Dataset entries
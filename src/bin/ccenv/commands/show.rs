//! `ccenv show` command

use anyhow::{Context, Result};

use crate::cli::ShowArgs;
use ccenv::builder::ResolvedEnvironment;
use ccenv::ops::Session;

pub fn execute(args: ShowArgs) -> Result<()> {
    let session = Session::open(&args.source, None)?;
    let env = session
        .env()
        .context("toolchain environment was not resolved")?;

    if args.json {
        println!("{}", serde_json::to_string_pretty(env)?);
        return Ok(());
    }

    print_environment(env, &session.system().generator);
    Ok(())
}

fn print_environment(env: &ResolvedEnvironment, generator: &str) {
    let tc = &env.toolchain;

    println!("Toolchain:");
    println!("  Compiler:  {}", tc.compiler.display());
    println!("  Family:    {}", tc.family);
    if let Some(ref token) = tc.version_token {
        println!("  Version:   {}", token);
    }
    if let Some(ref generation) = tc.msvc_generation {
        println!("  Studio:    Visual Studio {}", generation);
    }
    println!("  Clang:     {}", yes_no(tc.is_clang()));

    println!();
    println!("Platform:");
    println!("  System:    {}", env.platform);
    println!("  Generator: {}", generator);
    println!("  IDE:       {}", yes_no(env.is_ide_generator));
    println!("  C++11:     {}", yes_no(env.standard.has_cxx11_subset));

    if let Some(ref timestamp) = env.timestamp {
        println!();
        println!("Resolved at {}", timestamp);
    }
}

fn yes_no(value: bool) -> &'static str {
    if value {
        "yes"
    } else {
        "no"
    }
}
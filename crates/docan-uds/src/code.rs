//! Diagnostic return codes
//!
//! ISO 14229 negative response codes plus [DiagReturnCode::NotResponsible],
//! an internal dispatch signal that lets the job-tree walk continue with
//! the next sibling.

/// Result of verifying or processing a diagnostic request
#[derive(Clone, Copy, Debug, PartialEq, Eq)]
pub enum DiagReturnCode {
    Ok,
    /// Internal: this job does not handle the request, try the next one
    NotResponsible,
    GeneralReject,
    ServiceNotSupported,
    SubfunctionNotSupported,
    InvalidFormat,
    ResponseTooLong,
    BusyRepeatRequest,
    ConditionsNotCorrect,
    RequestSequenceError,
    RequestOutOfRange,
    SecurityAccessDenied,
    InvalidKey,
    ExceededNumberOfAttempts,
    RequiredTimeDelayNotExpired,
    GeneralProgrammingFailure,
    /// `requestCorrectlyReceived-ResponsePending`, the keep-alive NRC
    ResponsePending,
    SubfunctionNotSupportedInActiveSession,
    ServiceNotSupportedInActiveSession,
}

/// The NRC byte of the response-pending keep-alive
pub const RESPONSE_PENDING_NRC: u8 = 0x78;

/// Service id bit set in positive responses
pub const POSITIVE_RESPONSE_OFFSET: u8 = 0x40;

/// First byte of a negative response PDU (`7F <sid> <nrc>`)
pub const NEGATIVE_RESPONSE_SID: u8 = 0x7F;

impl DiagReturnCode {
    /// The negative response code byte; `None` for OK and the internal
    /// dispatch signal
    #[must_use]
    pub fn nrc(&self) -> Option<u8> {
        match self {
            DiagReturnCode::Ok | DiagReturnCode::NotResponsible => None,
            DiagReturnCode::GeneralReject => Some(0x10),
            DiagReturnCode::ServiceNotSupported => Some(0x11),
            DiagReturnCode::SubfunctionNotSupported => Some(0x12),
            DiagReturnCode::InvalidFormat => Some(0x13),
            DiagReturnCode::ResponseTooLong => Some(0x14),
            DiagReturnCode::BusyRepeatRequest => Some(0x21),
            DiagReturnCode::ConditionsNotCorrect => Some(0x22),
            DiagReturnCode::RequestSequenceError => Some(0x24),
            DiagReturnCode::RequestOutOfRange => Some(0x31),
            DiagReturnCode::SecurityAccessDenied => Some(0x33),
            DiagReturnCode::InvalidKey => Some(0x35),
            DiagReturnCode::ExceededNumberOfAttempts => Some(0x36),
            DiagReturnCode::RequiredTimeDelayNotExpired => Some(0x37),
            DiagReturnCode::GeneralProgrammingFailure => Some(0x72),
            DiagReturnCode::ResponsePending => Some(RESPONSE_PENDING_NRC),
            DiagReturnCode::SubfunctionNotSupportedInActiveSession => Some(0x7E),
            DiagReturnCode::ServiceNotSupportedInActiveSession => Some(0x7F),
        }
    }

    /// Preference rank when the dispatch walk merges negative codes
    ///
    /// Higher values describe the request more precisely and win.
    #[must_use]
    pub fn dispatch_rank(&self) -> u8 {
        match self {
            DiagReturnCode::NotResponsible => 0,
            DiagReturnCode::SubfunctionNotSupported => 1,
            DiagReturnCode::SubfunctionNotSupportedInActiveSession => 2,
            DiagReturnCode::ServiceNotSupported => 3,
            DiagReturnCode::InvalidFormat => 4,
            DiagReturnCode::RequestOutOfRange => 5,
            _ => 6,
        }
    }

    /// The more precise of two codes under [DiagReturnCode::dispatch_rank]
    #[must_use]
    pub fn prefer(self, other: DiagReturnCode) -> DiagReturnCode {
        if other.dispatch_rank() > self.dispatch_rank() {
            other
        } else {
            self
        }
    }
}
//! ReadDataByIdentifier (0x22) and its multi-DID variant

use byteorder::{BigEndian, ByteOrder};

use crate::code::DiagReturnCode;
use crate::connection::{IncomingDiagConnection, PositiveResponse};
use crate::job::{DiagJob, JobOutcome, UdsServices};
use crate::session::{DiagSessionMask, SessionType};

/// Single-DID ReadDataByIdentifier dispatch
///
/// The data identifier jobs are registered as children.
pub struct ReadDataByIdentifier;

impl DiagJob for ReadDataByIdentifier {
    fn implemented_request(&self) -> &[u8] {
        &[0x22]
    }

    fn minimum_request_length(&self) -> usize {
        3
    }

    fn default_code(&self) -> DiagReturnCode {
        DiagReturnCode::RequestOutOfRange
    }
}

/// ReadDataByIdentifier sweeping several DIDs in one request
///
/// Consumes the request two bytes at a time and issues a single-DID
/// request against the children for each; unknown identifiers are
/// tolerated, their absence simply leaves no data in the response.
pub struct MultipleReadDataByIdentifier;

impl DiagJob for MultipleReadDataByIdentifier {
    fn implemented_request(&self) -> &[u8] {
        &[0x22]
    }

    fn minimum_request_length(&self) -> usize {
        3
    }

    fn default_code(&self) -> DiagReturnCode {
        DiagReturnCode::RequestOutOfRange
    }

    fn verify(&self, request: &[u8], _session: SessionType) -> DiagReturnCode {
        if request.first() != Some(&0x22) {
            return DiagReturnCode::NotResponsible;
        }
        if request.len() >= 3 && (request.len() - 1) % 2 == 0 {
            DiagReturnCode::Ok
        } else {
            DiagReturnCode::InvalidFormat
        }
    }

    fn process(
        &mut self,
        _services: &mut UdsServices,
        connection: &mut IncomingDiagConnection,
        request: &[u8],
    ) -> JobOutcome {
        let _ = connection;
        if request.len() == 3 {
            JobOutcome::Children
        } else {
            JobOutcome::NestedIdentifiers
        }
    }
}

/// A readable data identifier
///
/// The read callback appends the record data; the DID echo in front of it
/// is handled here and rolled back if the read fails.
pub struct DataIdentifierJob {
    prefix: [u8; 3],
    sessions: DiagSessionMask,
    read: Box<dyn FnMut(&mut PositiveResponse) -> DiagReturnCode>,
}

impl DataIdentifierJob {
    pub fn new(
        did: u16,
        sessions: DiagSessionMask,
        read: Box<dyn FnMut(&mut PositiveResponse) -> DiagReturnCode>,
    ) -> Self {
        let mut prefix = [0x22, 0, 0];
        BigEndian::write_u16(&mut prefix[1..], did);
        Self {
            prefix,
            sessions,
            read,
        }
    }

    #[must_use]
    pub fn did(&self) -> u16 {
        BigEndian::read_u16(&self.prefix[1..])
    }
}

impl DiagJob for DataIdentifierJob {
    fn implemented_request(&self) -> &[u8] {
        &self.prefix
    }

    fn allowed_sessions(&self) -> DiagSessionMask {
        self.sessions
    }

    fn process(
        &mut self,
        _services: &mut UdsServices,
        connection: &mut IncomingDiagConnection,
        _request: &[u8],
    ) -> JobOutcome {
        let did_echo = [self.prefix[1], self.prefix[2]];
        let response = connection.release_request_get_response();
        let rollback_length = response.len();
        if !response.append_slice(&did_echo) {
            return JobOutcome::Done(DiagReturnCode::ResponseTooLong);
        }
        let code = (self.read)(response);
        if code == DiagReturnCode::Ok {
            connection.send_positive_response();
        } else {
            connection
                .release_request_get_response()
                .truncate(rollback_length);
        }
        JobOutcome::Done(code)
    }
}
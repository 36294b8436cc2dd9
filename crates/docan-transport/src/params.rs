//! Connection parameters for the transport layer

use serde::{Deserialize, Serialize};

/// Timing and pacing parameters shared by all connections of one bus
///
/// The millisecond timeouts are converted to the microsecond timer domain
/// when a timer is armed.
#[derive(Clone, Copy, Debug, PartialEq, Eq, Serialize, Deserialize)]
pub struct TransportParameters {
    /// Back-off between transport message allocation attempts
    pub wait_allocate_timeout_ms: u16,
    /// N_Cr: inter-consecutive-frame reception timeout
    pub wait_rx_timeout_ms: u16,
    /// N_Bs: flow control reception timeout on the transmit side
    pub wait_flow_control_timeout_ms: u16,
    /// Bound on allocation retries for a segmented transfer
    pub max_allocate_retry_count: u8,
    /// Bound on WAIT flow control frames accepted from a peer
    pub max_flow_control_wait_count: u8,
    /// Bound on data link send retries for a single frame
    pub max_frame_send_retry_count: u8,
    /// BS we advertise in emitted flow control frames; 0 = no flow control
    pub max_block_size: u8,
    /// STmin we advertise in emitted flow control frames (encoded)
    pub encoded_min_separation_time: u8,
}

impl Default for TransportParameters {
    fn default() -> Self {
        Self {
            wait_allocate_timeout_ms: 100,
            wait_rx_timeout_ms: 1000,
            wait_flow_control_timeout_ms: 1000,
            max_allocate_retry_count: 15,
            max_flow_control_wait_count: 15,
            max_frame_send_retry_count: 3,
            max_block_size: 0,
            encoded_min_separation_time: 0,
        }
    }
}
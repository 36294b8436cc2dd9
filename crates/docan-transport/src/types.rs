//! Semantic integer types of the data link layer
//!
//! The protocol core is written against these aliases rather than bare
//! integers; the frame codec carries all remaining per-preset variability
//! (frame lengths, padding).

/// Address of a frame on the data link layer (a CAN identifier)
pub type DataLinkAddress = u32;

/// Size of a reassembled transport message in bytes
pub type MessageSize = u16;

/// Index of a frame within a segmented transfer
pub type FrameIndex = u16;

/// Size of a single frame's payload in bytes
pub type FrameSize = u8;

/// Reserved data link address marking "no transmission address"
///
/// Functional-broadcast routing entries carry this as their transmission
/// address; only single-frame transfers are legal on such connections.
pub const INVALID_ADDRESS: DataLinkAddress = DataLinkAddress::MAX;
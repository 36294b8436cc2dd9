//! The diagnostic service leaves

pub mod communication_control;
pub mod control_dtc_setting;
pub mod ecu_reset;
pub mod read_data;
pub mod routine_control;
pub mod security_access;
pub mod session_control;
pub mod tester_present;
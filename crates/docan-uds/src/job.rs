//! Diagnostic jobs and the hierarchical dispatch tree
//!
//! Jobs form a tree keyed by successively longer byte prefixes of the
//! request: services at depth one, subfunctions at depth two, data
//! identifiers at depth three. Dispatch walks the children of a node until
//! one claims the request; [DiagReturnCode::NotResponsible] lets the walk
//! continue, every other code ends it.

use crate::code::DiagReturnCode;
use crate::connection::IncomingDiagConnection;
use crate::session::{DiagSessionMask, SessionType};
use crate::session_manager::DiagSessionManager;

/// Index of a job inside a [JobTree]
#[derive(Clone, Copy, Debug, PartialEq, Eq)]
pub struct JobId(pub(crate) usize);

/// Result of sending a job's response
#[derive(Clone, Copy, Debug, PartialEq, Eq)]
pub enum ResponseSendResult {
    Ok,
    Failed,
}

/// Collaborators handed to jobs while they process a request
pub struct UdsServices<'a> {
    pub session_manager: &'a mut DiagSessionManager,
    pub lifecycle: &'a mut dyn UdsLifecycleConnector,
    /// Cleared by jobs that must stop further request dispatch (resets)
    pub dispatcher_enabled: &'a mut bool,
    /// Millisecond time of the current dispatch, for timers jobs arm
    pub now_ms: u32,
}

/// Kind of shutdown requested through the lifecycle connector
#[derive(Clone, Copy, Debug, PartialEq, Eq)]
pub enum ShutdownKind {
    HardReset,
    SoftReset,
    PowerDown,
}

/// Hooks into the surrounding ECU lifecycle
pub trait UdsLifecycleConnector {
    /// Whether a reset/shutdown may be initiated right now
    fn is_mode_change_possible(&self) -> bool {
        true
    }

    /// Request an ECU shutdown after `delay_ms`; `false` if refused
    fn request_shutdown(&mut self, kind: ShutdownKind, delay_ms: u32) -> bool;

    /// Request a power down; `rapid` selects rapid power shutdown
    fn request_power_down(&mut self, rapid: bool, shutdown_time_s: u8) -> bool;
}

/// What a job did with a request
pub enum JobOutcome {
    /// The job handled (or rejected) the request itself
    Done(DiagReturnCode),
    /// Dispatch to this node's children
    Children,
    /// Split the request into two-byte identifiers and run each against
    /// this node's children, combining the responses
    NestedIdentifiers,
}

/// One node of the diagnostic dispatch tree
pub trait DiagJob {
    /// The byte prefix this job claims (empty for the root)
    fn implemented_request(&self) -> &[u8];

    fn allowed_sessions(&self) -> DiagSessionMask {
        DiagSessionMask::ALL
    }

    /// Minimum total request length, prefix included
    fn minimum_request_length(&self) -> usize {
        self.implemented_request().len()
    }

    /// Code returned when no child claims the request
    fn default_code(&self) -> DiagReturnCode {
        DiagReturnCode::SubfunctionNotSupported
    }

    /// Whether the suppress-positive-response bit of the subfunction byte
    /// is honored (and stripped) for this job
    fn suppress_positive_response_allowed(&self) -> bool {
        false
    }

    /// Match the request against this job's prefix, length and session
    fn verify(&self, request: &[u8], session: SessionType) -> DiagReturnCode {
        let prefix = self.implemented_request();
        if request.len() < prefix.len() {
            return DiagReturnCode::InvalidFormat;
        }
        if request[..prefix.len()] != *prefix {
            return DiagReturnCode::NotResponsible;
        }
        if request.len() < self.minimum_request_length() {
            return DiagReturnCode::InvalidFormat;
        }
        if !self.allowed_sessions().contains(session) {
            return if prefix.len() >= 2 {
                DiagReturnCode::SubfunctionNotSupportedInActiveSession
            } else {
                DiagReturnCode::ServiceNotSupportedInActiveSession
            };
        }
        DiagReturnCode::Ok
    }

    /// The job's semantic action; the default dispatches to children
    fn process(
        &mut self,
        services: &mut UdsServices,
        connection: &mut IncomingDiagConnection,
        request: &[u8],
    ) -> JobOutcome {
        let _ = (services, connection, request);
        JobOutcome::Children
    }

    /// Merge one nested step's code into the running combined code
    ///
    /// Returns whether the nested loop proceeds to the next identifier.
    /// The default tolerates identifiers nobody answers for
    /// (`NotResponsible`/`RequestOutOfRange`), adopts every other code,
    /// and keeps going only on OK.
    fn combine_nested_response(
        &mut self,
        code: DiagReturnCode,
        combined: &mut DiagReturnCode,
    ) -> bool {
        if matches!(
            code,
            DiagReturnCode::NotResponsible | DiagReturnCode::RequestOutOfRange
        ) {
            return true;
        }
        *combined = code;
        code == DiagReturnCode::Ok
    }

    /// Post-hook after the response left (side effects like resets)
    fn response_sent(
        &mut self,
        services: &mut UdsServices,
        connection: &mut IncomingDiagConnection,
        result: ResponseSendResult,
    ) {
        let _ = (services, result);
        connection.terminate();
    }
}

struct JobNode {
    job: Box<dyn DiagJob>,
    first_child: Option<usize>,
    next_sibling: Option<usize>,
}

/// Arena-backed tree of diagnostic jobs
pub struct JobTree {
    nodes: Vec<JobNode>,
}

impl JobTree {
    /// Create a tree with [DiagJobRoot] at the top
    pub fn new() -> Self {
        Self {
            nodes: vec![JobNode {
                job: Box::new(DiagJobRoot),
                first_child: None,
                next_sibling: None,
            }],
        }
    }

    #[must_use]
    pub fn root(&self) -> JobId {
        JobId(0)
    }

    /// Append `job` to `parent`'s child list
    pub fn add_job(&mut self, parent: JobId, job: Box<dyn DiagJob>) -> JobId {
        let id = self.nodes.len();
        self.nodes.push(JobNode {
            job,
            first_child: None,
            next_sibling: None,
        });
        match self.nodes[parent.0].first_child {
            None => self.nodes[parent.0].first_child = Some(id),
            Some(mut last) => {
                while let Some(next) = self.nodes[last].next_sibling {
                    last = next;
                }
                self.nodes[last].next_sibling = Some(id);
            }
        }
        JobId(id)
    }

    #[must_use]
    pub fn job(&self, id: JobId) -> &dyn DiagJob {
        self.nodes[id.0].job.as_ref()
    }

    pub fn job_mut(&mut self, id: JobId) -> &mut dyn DiagJob {
        self.nodes[id.0].job.as_mut()
    }

    /// Check the tree for sibling jobs claiming the same prefix
    ///
    /// A duplicate prefix would shadow every job registered after it.
    pub fn check_consistency(&self) -> eyre::Result<()> {
        for (index, node) in self.nodes.iter().enumerate() {
            let mut first = node.first_child;
            while let Some(first_index) = first {
                let prefix = self.nodes[first_index].job.implemented_request();
                let mut second = self.nodes[first_index].next_sibling;
                while let Some(second_index) = second {
                    if self.nodes[second_index].job.implemented_request() == prefix {
                        eyre::bail!(
                            "jobs {first_index} and {second_index} under node {index} both claim \
                             prefix {}",
                            hex::encode_upper(prefix)
                        );
                    }
                    second = self.nodes[second_index].next_sibling;
                }
                first = self.nodes[first_index].next_sibling;
            }
        }
        Ok(())
    }

    /// Dispatch a request from the root
    pub fn execute(
        &mut self,
        services: &mut UdsServices,
        connection: &mut IncomingDiagConnection,
        request: &mut [u8],
    ) -> DiagReturnCode {
        self.execute_node(0, services, connection, request)
    }

    /// Notify the sending job that its response left
    pub fn response_sent(
        &mut self,
        id: JobId,
        services: &mut UdsServices,
        connection: &mut IncomingDiagConnection,
        result: ResponseSendResult,
    ) {
        self.nodes[id.0].job.response_sent(services, connection, result);
    }

    fn execute_node(
        &mut self,
        index: usize,
        services: &mut UdsServices,
        connection: &mut IncomingDiagConnection,
        request: &mut [u8],
    ) -> DiagReturnCode {
        let session = services.session_manager.active_session();
        let verify_code = self.nodes[index].job.verify(request, session);
        if verify_code != DiagReturnCode::Ok {
            return verify_code;
        }
        if self.nodes[index].job.suppress_positive_response_allowed()
            && request.len() >= 2
            && request[1] & 0x80 != 0
        {
            request[1] &= 0x7F;
            connection.suppress_positive_response();
        }
        let has_children = self.nodes[index].first_child.is_some();
        if !has_children {
            let gate = services.session_manager.accepted_job(connection, request);
            if gate != DiagReturnCode::Ok {
                return gate;
            }
        }
        connection.set_sender(JobId(index));
        let outcome = self.nodes[index]
            .job
            .process(services, connection, request);
        match outcome {
            JobOutcome::Done(code) => code,
            JobOutcome::Children => {
                if !has_children {
                    return self.nodes[index].job.default_code();
                }
                self.execute_children(index, services, connection, request)
            }
            JobOutcome::NestedIdentifiers => {
                self.execute_nested_identifiers(index, services, connection, request)
            }
        }
    }

    fn execute_children(
        &mut self,
        index: usize,
        services: &mut UdsServices,
        connection: &mut IncomingDiagConnection,
        request: &mut [u8],
    ) -> DiagReturnCode {
        let mut best = self.nodes[index].job.default_code();
        let mut child = self.nodes[index].first_child;
        while let Some(child_index) = child {
            let code = self.execute_node(child_index, services, connection, request);
            match code {
                DiagReturnCode::Ok => return DiagReturnCode::Ok,
                DiagReturnCode::NotResponsible => {
                    best = best.prefer(DiagReturnCode::NotResponsible);
                }
                halting => return halting,
            }
            child = self.nodes[child_index].next_sibling;
        }
        best
    }

    /// Nested multi-identifier dispatch (multi-DID read)
    ///
    /// Consumes the request two bytes at a time, runs a single-identifier
    /// request against the children, and combines the outcomes: ignored
    /// identifiers (`NotResponsible`/`RequestOutOfRange`) are tolerated,
    /// any other negative code takes over, OK carries through.
    fn execute_nested_identifiers(
        &mut self,
        index: usize,
        services: &mut UdsServices,
        connection: &mut IncomingDiagConnection,
        request: &mut [u8],
    ) -> DiagReturnCode {
        let service_byte = request[0];
        let mut combined = DiagReturnCode::RequestOutOfRange;
        connection.begin_nested();
        let mut offset = 1;
        while offset + 2 <= request.len() {
            let mut sub_request = [service_byte, request[offset], request[offset + 1]];
            let code = self.execute_children(index, services, connection, &mut sub_request);
            let proceed = self.nodes[index]
                .job
                .combine_nested_response(code, &mut combined);
            if !proceed {
                break;
            }
            offset += 2;
        }
        connection.end_nested();
        connection.set_sender(JobId(index));
        if combined == DiagReturnCode::Ok {
            connection.send_positive_response();
        }
        combined
    }
}

impl Default for JobTree {
    fn default() -> Self {
        Self::new()
    }
}

/// Root of the dispatch tree: global admission, service children
pub struct DiagJobRoot;

impl DiagJob for DiagJobRoot {
    fn implemented_request(&self) -> &[u8] {
        &[]
    }

    fn minimum_request_length(&self) -> usize {
        1
    }

    fn default_code(&self) -> DiagReturnCode {
        DiagReturnCode::ServiceNotSupported
    }
}

/// A plain branch node claiming one service id
pub struct ServiceNode {
    prefix: Vec<u8>,
    minimum_request_length: usize,
    sessions: DiagSessionMask,
    suppress_positive_response: bool,
    default_code: DiagReturnCode,
}

impl ServiceNode {
    /// A service branch: one prefix byte, subfunction children
    pub fn service(service_id: u8, minimum_request_length: usize, sessions: DiagSessionMask) -> Self {
        Self {
            prefix: vec![service_id],
            minimum_request_length,
            sessions,
            suppress_positive_response: false,
            default_code: DiagReturnCode::SubfunctionNotSupported,
        }
    }

    /// A subfunction branch: two prefix bytes, deeper children
    pub fn subfunction(
        prefix: [u8; 2],
        minimum_request_length: usize,
        sessions: DiagSessionMask,
    ) -> Self {
        Self {
            prefix: prefix.to_vec(),
            minimum_request_length,
            sessions,
            suppress_positive_response: false,
            default_code: DiagReturnCode::RequestOutOfRange,
        }
    }

    pub fn with_suppress_positive_response(mut self) -> Self {
        self.suppress_positive_response = true;
        self
    }

    pub fn with_default_code(mut self, code: DiagReturnCode) -> Self {
        self.default_code = code;
        self
    }
}

impl DiagJob for ServiceNode {
    fn implemented_request(&self) -> &[u8] {
        &self.prefix
    }

    fn allowed_sessions(&self) -> DiagSessionMask {
        self.sessions
    }

    fn minimum_request_length(&self) -> usize {
        self.minimum_request_length
    }

    fn default_code(&self) -> DiagReturnCode {
        self.default_code
    }

    fn suppress_positive_response_allowed(&self) -> bool {
        self.suppress_positive_response
    }
}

Goal of the exercise
Scan the records above, then copy out each line that mentions "retries".

Answer to the exercise
    /// Bound on allocation retries for a segmented transfer
    /// Bound on data link send retries for a single frame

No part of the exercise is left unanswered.